Altruism is selfless action for the well-being of others. Philosophical ideas suggest that the vision of space settlement can be achieved by coordinated altruism over a long time.


Altruism, in principle, is selfless action for the well-being of others. Altruism may help us achieve our space exploration goals. Space agencies like NASA, SpaceX, and ESA  are funding new projects to commercialize asteroids, the Moon, and Mars. These projects could deliver economic  as well as scientific benefits to space corporations. Such scientific gains could help humans to boost their existing knowledge before turning them into an interplanetary species.
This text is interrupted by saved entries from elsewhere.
use axum::{
    async_trait,
    extract::{FromRef, FromRequestParts},
    http::{header::AUTHORIZATION, request::Parts, HeaderMap},
};
use tracing::warn;

use crate::{
    auth::{dto::PublicUser, jwt::JwtKeys, repo::User},
    error::ApiError,
    state::AppState,
};

/// Resolved identity of the calling user. Extracting it runs the full auth
/// gate: pull a bearer credential from the headers, verify it, and load the
/// user it names, rejecting with 401 before the handler runs otherwise.
pub struct AuthUser(pub PublicUser);

/// Pull the bearer credential out of the request headers.
///
/// The `Authorization` header is authoritative when present: a value that is
/// not `Bearer <token>` is rejected outright rather than falling through to
/// `x-auth-token`, so the two conventions can never disagree about which
/// token authenticated a request. `x-auth-token` carries the raw token and
/// is only consulted when `Authorization` is absent.
pub(crate) fn token_from_headers(headers: &HeaderMap) -> Result<&str, ApiError> {
    if let Some(value) = headers.get(AUTHORIZATION) {
        let value = value
            .to_str()
            .map_err(|_| ApiError::Unauthenticated("Not authorized, token failed".into()))?;
        return value
            .strip_prefix("Bearer ")
            .ok_or_else(|| ApiError::Unauthenticated("Not authorized, token failed".into()));
    }
    if let Some(value) = headers.get("x-auth-token") {
        return value
            .to_str()
            .map_err(|_| ApiError::Unauthenticated("Not authorized, token failed".into()));
    }
    Err(ApiError::Unauthenticated("Not authorized, no token".into()))
}

#[async_trait]
impl FromRequestParts<AppState> for AuthUser {
    type Rejection = ApiError;

    async fn from_request_parts(
        parts: &mut Parts,
        state: &AppState,
    ) -> Result<Self, Self::Rejection> {
        let token = token_from_headers(&parts.headers)?;

        let keys = JwtKeys::from_ref(state);
        let claims = keys.verify(token).map_err(|e| {
            warn!(error = %e, "invalid or expired token");
            ApiError::Unauthenticated("Not authorized, token failed".into())
        })?;

        // One lookup per request; the password hash is never selected here.
        // A token can outlive its user, so a miss is an auth failure.
        let user = User::find_public_by_id(&state.db, claims.sub)
            .await?
            .ok_or_else(|| {
                warn!(user_id = %claims.sub, "token for unknown user");
                ApiError::Unauthenticated("Not authorized, user not found".into())
            })?;

        Ok(AuthUser(user))
    }
}

#[cfg(test)]
mod tests {
    use super::*;
    use axum::http::HeaderValue;

    fn headers(pairs: &[(&str, &str)]) -> HeaderMap {
        let mut map = HeaderMap::new();
        for (name, value) in pairs {
            map.append(
                axum::http::HeaderName::from_bytes(name.as_bytes()).expect("header name"),
                HeaderValue::from_str(value).expect("header value"),
            );
        }
        map
    }

    #[test]
    fn bearer_header_yields_token() {
        let map = headers(&[("authorization", "Bearer abc.def.ghi")]);
        assert_eq!(token_from_headers(&map).expect("token"), "abc.def.ghi");
    }

    #[test]
    fn bearer_header_wins_when_both_present() {
        let map = headers(&[
            ("authorization", "Bearer from-authorization"),
            ("x-auth-token", "from-x-auth-token"),
        ]);
        assert_eq!(
            token_from_headers(&map).expect("token"),
            "from-authorization"
        );
    }

    #[test]
    fn malformed_authorization_does_not_fall_through() {
        let map = headers(&[
            ("authorization", "Token abc"),
            ("x-auth-token", "valid-looking-token"),
        ]);
        let err = token_from_headers(&map).expect_err("must reject");
        assert!(matches!(err, ApiError::Unauthenticated(_)));
        assert_eq!(err.to_string(), "Not authorized, token failed");
    }

    #[test]
    fn x_auth_token_used_when_authorization_absent() {
        let map = headers(&[("x-auth-token", "raw-token")]);
        assert_eq!(token_from_headers(&map).expect("token"), "raw-token");
    }

    #[test]
    fn missing_headers_is_no_token() {
        let err = token_from_headers(&HeaderMap::new()).expect_err("must reject");
        assert!(matches!(err, ApiError::Unauthenticated(_)));
        assert_eq!(err.to_string(), "Not authorized, no token");
    }
}
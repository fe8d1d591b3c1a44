use axum::{
    extract::{Path, State},
    http::StatusCode,
    routing::{get, put},
    Json, Router,
};
use serde_json::{json, Value};
use tracing::{info, instrument, warn};
use uuid::Uuid;

use crate::{
    auth::AuthUser,
    categories::repo::Category,
    error::ApiError,
    state::AppState,
    transactions::{
        dto::{
            valid_entry_type, CategoryRef, CreateTransactionRequest, TransactionResponse,
            UpdateTransactionRequest,
        },
        repo::Transaction,
    },
};

pub fn transaction_routes() -> Router<AppState> {
    Router::new()
        .route(
            "/transactions",
            get(list_transactions).post(create_transaction),
        )
        .route(
            "/transactions/:id",
            put(update_transaction).delete(delete_transaction),
        )
}

#[instrument(skip(state))]
pub async fn list_transactions(
    State(state): State<AppState>,
    AuthUser(user): AuthUser,
) -> Result<Json<Vec<TransactionResponse>>, ApiError> {
    let rows = Transaction::list_expanded_by_user(&state.db, user.id).await?;
    let items = rows.into_iter().map(TransactionResponse::from).collect();
    Ok(Json(items))
}

#[instrument(skip(state, payload))]
pub async fn create_transaction(
    State(state): State<AppState>,
    AuthUser(user): AuthUser,
    Json(payload): Json<CreateTransactionRequest>,
) -> Result<(StatusCode, Json<TransactionResponse>), ApiError> {
    let kind = payload.kind.as_deref().unwrap_or_default();
    let (Some(amount), Some(date), Some(category_id)) =
        (payload.amount, payload.date, payload.category)
    else {
        return Err(ApiError::Validation(
            "Please add amount, type, date, and category".into(),
        ));
    };
    if kind.is_empty() {
        return Err(ApiError::Validation(
            "Please add amount, type, date, and category".into(),
        ));
    }
    if !valid_entry_type(kind) {
        return Err(ApiError::Validation(
            r#"Type must be either "income" or "expense""#.into(),
        ));
    }
    if amount < 0.0 {
        return Err(ApiError::Validation(
            "Amount must be a non-negative number".into(),
        ));
    }

    // The referenced category must exist and belong to the caller. The check
    // and the insert are separate statements; a category deleted in between
    // leaves a dangling reference.
    let category = Category::find_owned(&state.db, category_id, user.id)
        .await?
        .ok_or_else(|| {
            warn!(user_id = %user.id, category_id = %category_id, "category not owned");
            ApiError::InvalidCategory(
                "Invalid category or category does not belong to user".into(),
            )
        })?;

    let description = payload.description.unwrap_or_default();
    let txn = Transaction::create(
        &state.db,
        user.id,
        category.id,
        amount,
        kind,
        &description,
        date,
    )
    .await?;

    info!(user_id = %user.id, transaction_id = %txn.id, "transaction created");
    Ok((
        StatusCode::CREATED,
        Json(TransactionResponse {
            id: txn.id,
            user_id: txn.user_id,
            amount: txn.amount,
            kind: txn.kind,
            description: txn.description,
            date: txn.date,
            category: Some(CategoryRef {
                id: category.id,
                name: category.name,
                kind: category.kind,
            }),
            created_at: txn.created_at,
            updated_at: txn.updated_at,
        }),
    ))
}

#[instrument(skip(state, payload))]
pub async fn update_transaction(
    State(state): State<AppState>,
    AuthUser(user): AuthUser,
    Path(id): Path<Uuid>,
    Json(payload): Json<UpdateTransactionRequest>,
) -> Result<Json<TransactionResponse>, ApiError> {
    let txn = Transaction::find_by_id(&state.db, id)
        .await?
        .ok_or_else(|| ApiError::NotFound("Transaction not found".into()))?;

    if txn.user_id != user.id {
        warn!(user_id = %user.id, transaction_id = %id, "transaction owned by another user");
        return Err(ApiError::Forbidden(
            "Not authorized to update this transaction".into(),
        ));
    }

    let kind = match payload.kind.as_deref() {
        Some(k) if !k.is_empty() => {
            if !valid_entry_type(k) {
                return Err(ApiError::Validation(
                    r#"Type must be either "income" or "expense""#.into(),
                ));
            }
            k.to_string()
        }
        _ => txn.kind.clone(),
    };

    if let Some(amount) = payload.amount {
        if amount < 0.0 {
            return Err(ApiError::Validation(
                "Amount must be a non-negative number".into(),
            ));
        }
    }

    // A reassigned category goes through the same ownership check as create.
    if let Some(category_id) = payload.category {
        Category::find_owned(&state.db, category_id, user.id)
            .await?
            .ok_or_else(|| {
                warn!(user_id = %user.id, category_id = %category_id, "category not owned");
                ApiError::InvalidCategory(
                    "Invalid category or category does not belong to user".into(),
                )
            })?;
    }

    let amount = payload.amount.unwrap_or(txn.amount);
    // An explicit "" clears the description; an absent field keeps it.
    let description = payload.description.unwrap_or_else(|| txn.description.clone());
    let date = payload.date.unwrap_or(txn.date);
    let category_id = payload.category.unwrap_or(txn.category_id);

    Transaction::update(
        &state.db,
        id,
        category_id,
        amount,
        &kind,
        &description,
        date,
    )
    .await?;

    let expanded = Transaction::find_expanded(&state.db, id)
        .await?
        .ok_or_else(|| ApiError::NotFound("Transaction not found".into()))?;

    info!(user_id = %user.id, transaction_id = %id, "transaction updated");
    Ok(Json(TransactionResponse::from(expanded)))
}

#[instrument(skip(state))]
pub async fn delete_transaction(
    State(state): State<AppState>,
    AuthUser(user): AuthUser,
    Path(id): Path<Uuid>,
) -> Result<Json<Value>, ApiError> {
    let txn = Transaction::find_by_id(&state.db, id)
        .await?
        .ok_or_else(|| ApiError::NotFound("Transaction not found".into()))?;

    if txn.user_id != user.id {
        warn!(user_id = %user.id, transaction_id = %id, "transaction owned by another user");
        return Err(ApiError::Forbidden(
            "Not authorized to delete this transaction".into(),
        ));
    }

    Transaction::delete(&state.db, id).await?;
    info!(user_id = %user.id, transaction_id = %id, "transaction deleted");
    Ok(Json(json!({ "message": "Transaction removed successfully" })))
}
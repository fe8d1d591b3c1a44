use argon2::{
    password_hash::{PasswordHash, PasswordHasher, PasswordVerifier, SaltString},
    Argon2,
};
use rand::rngs::OsRng;
use tracing::error;

/// Hash a plaintext password with a fresh random salt.
pub fn hash_password(plain: &str) -> anyhow::Result<String> {
    let salt = SaltString::generate(&mut OsRng);
    let hash = Argon2::default()
        .hash_password(plain.as_bytes(), &salt)
        .map_err(|e| {
            error!(error = %e, "argon2 hash_password error");
            anyhow::anyhow!(e.to_string())
        })?
        .to_string();
    Ok(hash)
}

/// Check `plain` against a stored hash. Returns Ok(false) on mismatch; errors
/// only when the stored hash itself cannot be parsed.
pub fn verify_password(plain: &str, hash: &str) -> anyhow::Result<bool> {
    let parsed = PasswordHash::new(hash).map_err(|e| {
        error!(error = %e, "argon2 parse hash error");
        anyhow::anyhow!(e.to_string())
    })?;
    Ok(Argon2::default()
        .verify_password(plain.as_bytes(), &parsed)
        .is_ok())
}

#[cfg(test)]
mod tests {
    use super::*;

    #[test]
    fn hash_and_verify_roundtrip() {
        let password = "secret1";
        let hash = hash_password(password).expect("hashing should succeed");
        assert!(verify_password(password, &hash).expect("verify should succeed"));
    }

    #[test]
    fn verify_rejects_wrong_password() {
        let hash = hash_password("secret1").expect("hashing should succeed");
        assert!(!verify_password("secret2", &hash).expect("verify should not error"));
    }

    #[test]
    fn hashes_are_salted() {
        let a = hash_password("secret1").expect("hash");
        let b = hash_password("secret1").expect("hash");
        assert_ne!(a, b);
    }

    #[test]
    fn verify_errors_on_malformed_hash() {
        assert!(verify_password("anything", "not-a-valid-hash").is_err());
    }
}
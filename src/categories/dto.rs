use serde::Deserialize;

/// Request body for creating a category. Fields are optional so missing
/// input becomes a 400 with a message instead of a deserialize rejection.
#[derive(Debug, Deserialize)]
pub struct CreateCategoryRequest {
    pub name: Option<String>,
    #[serde(rename = "type")]
    pub kind: Option<String>,
}

/// Request body for a partial category update. Absent fields keep their
/// current values.
#[derive(Debug, Deserialize)]
pub struct UpdateCategoryRequest {
    pub name: Option<String>,
    #[serde(rename = "type")]
    pub kind: Option<String>,
}

pub(crate) fn valid_entry_type(kind: &str) -> bool {
    matches!(kind, "income" | "expense")
}
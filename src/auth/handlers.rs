use axum::{
    extract::{FromRef, State},
    http::StatusCode,
    routing::post,
    Json, Router,
};
use lazy_static::lazy_static;
use regex::Regex;
use tracing::{info, instrument, warn};

use crate::{
    auth::{
        dto::{LoginRequest, LoginResponse, RegisterRequest, RegisterResponse},
        jwt::JwtKeys,
        password::{hash_password, verify_password},
        repo::User,
    },
    error::ApiError,
    state::AppState,
};

pub fn auth_routes() -> Router<AppState> {
    Router::new()
        .route("/auth/register", post(register))
        .route("/auth/login", post(login))
}

pub(crate) fn is_valid_email(email: &str) -> bool {
    lazy_static! {
        static ref EMAIL_RE: Regex = Regex::new(r"^[^@\s]+@[^@\s]+\.[^@\s]+$").unwrap();
    }
    EMAIL_RE.is_match(email)
}

#[instrument(skip(state, payload))]
pub async fn register(
    State(state): State<AppState>,
    Json(payload): Json<RegisterRequest>,
) -> Result<(StatusCode, Json<RegisterResponse>), ApiError> {
    let email = payload.email.as_deref().map(str::trim).unwrap_or_default();
    let password = payload.password.as_deref().unwrap_or_default();

    if email.is_empty() || password.is_empty() {
        return Err(ApiError::Validation("Please enter all fields".into()));
    }
    if !is_valid_email(email) {
        warn!(email = %email, "invalid email");
        return Err(ApiError::Validation("Please add a valid email".into()));
    }
    if password.len() < 6 {
        warn!("password too short");
        return Err(ApiError::Validation(
            "Password must be at least 6 characters".into(),
        ));
    }

    // Exact, case-sensitive match against the stored email.
    if User::find_by_email(&state.db, email).await?.is_some() {
        warn!(email = %email, "email already registered");
        return Err(ApiError::Duplicate("User already exists".into()));
    }

    let hash = hash_password(password)?;
    let user = User::create(&state.db, email, &hash).await?;

    info!(user_id = %user.id, email = %user.email, "user registered");
    Ok((
        StatusCode::CREATED,
        Json(RegisterResponse {
            id: user.id,
            email: user.email,
        }),
    ))
}

#[instrument(skip(state, payload))]
pub async fn login(
    State(state): State<AppState>,
    Json(payload): Json<LoginRequest>,
) -> Result<Json<LoginResponse>, ApiError> {
    let email = payload.email.as_deref().map(str::trim).unwrap_or_default();
    let password = payload.password.as_deref().unwrap_or_default();

    if email.is_empty() || password.is_empty() {
        return Err(ApiError::Validation("Please enter all fields".into()));
    }

    // Unknown email and wrong password answer identically, so a caller
    // cannot probe which addresses are registered.
    let user = match User::find_by_email(&state.db, email).await? {
        Some(u) => u,
        None => {
            warn!(email = %email, "login unknown email");
            return Err(ApiError::Unauthenticated("Invalid credentials".into()));
        }
    };

    if !verify_password(password, &user.password_hash)? {
        warn!(user_id = %user.id, "login invalid password");
        return Err(ApiError::Unauthenticated("Invalid credentials".into()));
    }

    let keys = JwtKeys::from_ref(&state);
    let token = keys.sign(user.id)?;

    info!(user_id = %user.id, email = %user.email, "user logged in");
    Ok(Json(LoginResponse {
        id: user.id,
        email: user.email,
        token,
    }))
}

#[cfg(test)]
mod tests {
    use super::*;
    use uuid::Uuid;

    #[test]
    fn accepts_plausible_emails() {
        assert!(is_valid_email("a@x.com"));
        assert!(is_valid_email("first.last@sub.domain.org"));
    }

    #[test]
    fn rejects_malformed_emails() {
        assert!(!is_valid_email(""));
        assert!(!is_valid_email("no-at-sign"));
        assert!(!is_valid_email("two@@signs.com"));
        assert!(!is_valid_email("spaces in@mail.com"));
        assert!(!is_valid_email("nodomain@"));
    }

    #[test]
    fn login_response_carries_token_and_identity() {
        let resp = LoginResponse {
            id: Uuid::new_v4(),
            email: "a@x.com".to_string(),
            token: "header.payload.signature".to_string(),
        };
        let json = serde_json::to_value(&resp).expect("serialize");
        assert_eq!(json["email"], "a@x.com");
        assert_eq!(json["token"], "header.payload.signature");
        assert!(json.get("id").is_some());
    }

    #[test]
    fn register_response_has_no_token() {
        let resp = RegisterResponse {
            id: Uuid::new_v4(),
            email: "a@x.com".to_string(),
        };
        let json = serde_json::to_value(&resp).expect("serialize");
        assert!(json.get("token").is_none());
    }
}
Interplanetary species are those species that can travel and settle between planets. 

For such an interplanetary species, Dr. Jacob Haqq-Misra says in his paper “Can Deep Altruism Sustain Space Settlement?,”  a new code of ethics needs to be developed among them. The initiative of commercializing the Moon, Mars, or any other space settlement can only benefit humanity if there is continuous collaboration and communication of values between generations. 

One way of preserving & communicating values between generations is a time capsule. A time capsule is used to preserve and protect values, culture, and information from a particular period of time and then communicate it to future generations. An example of the time capsule is Century Safe from 1876. It stored items like the golden pen, inkstand, collection of American signatures, and snapshots of U.S president Ulysses S. Grant to preserve the cultural values of the 19th century until it was finally opened in July of 1976. Such a project needs generations to work together continuously over a long period of time, for instance, hundreds or thousands of years.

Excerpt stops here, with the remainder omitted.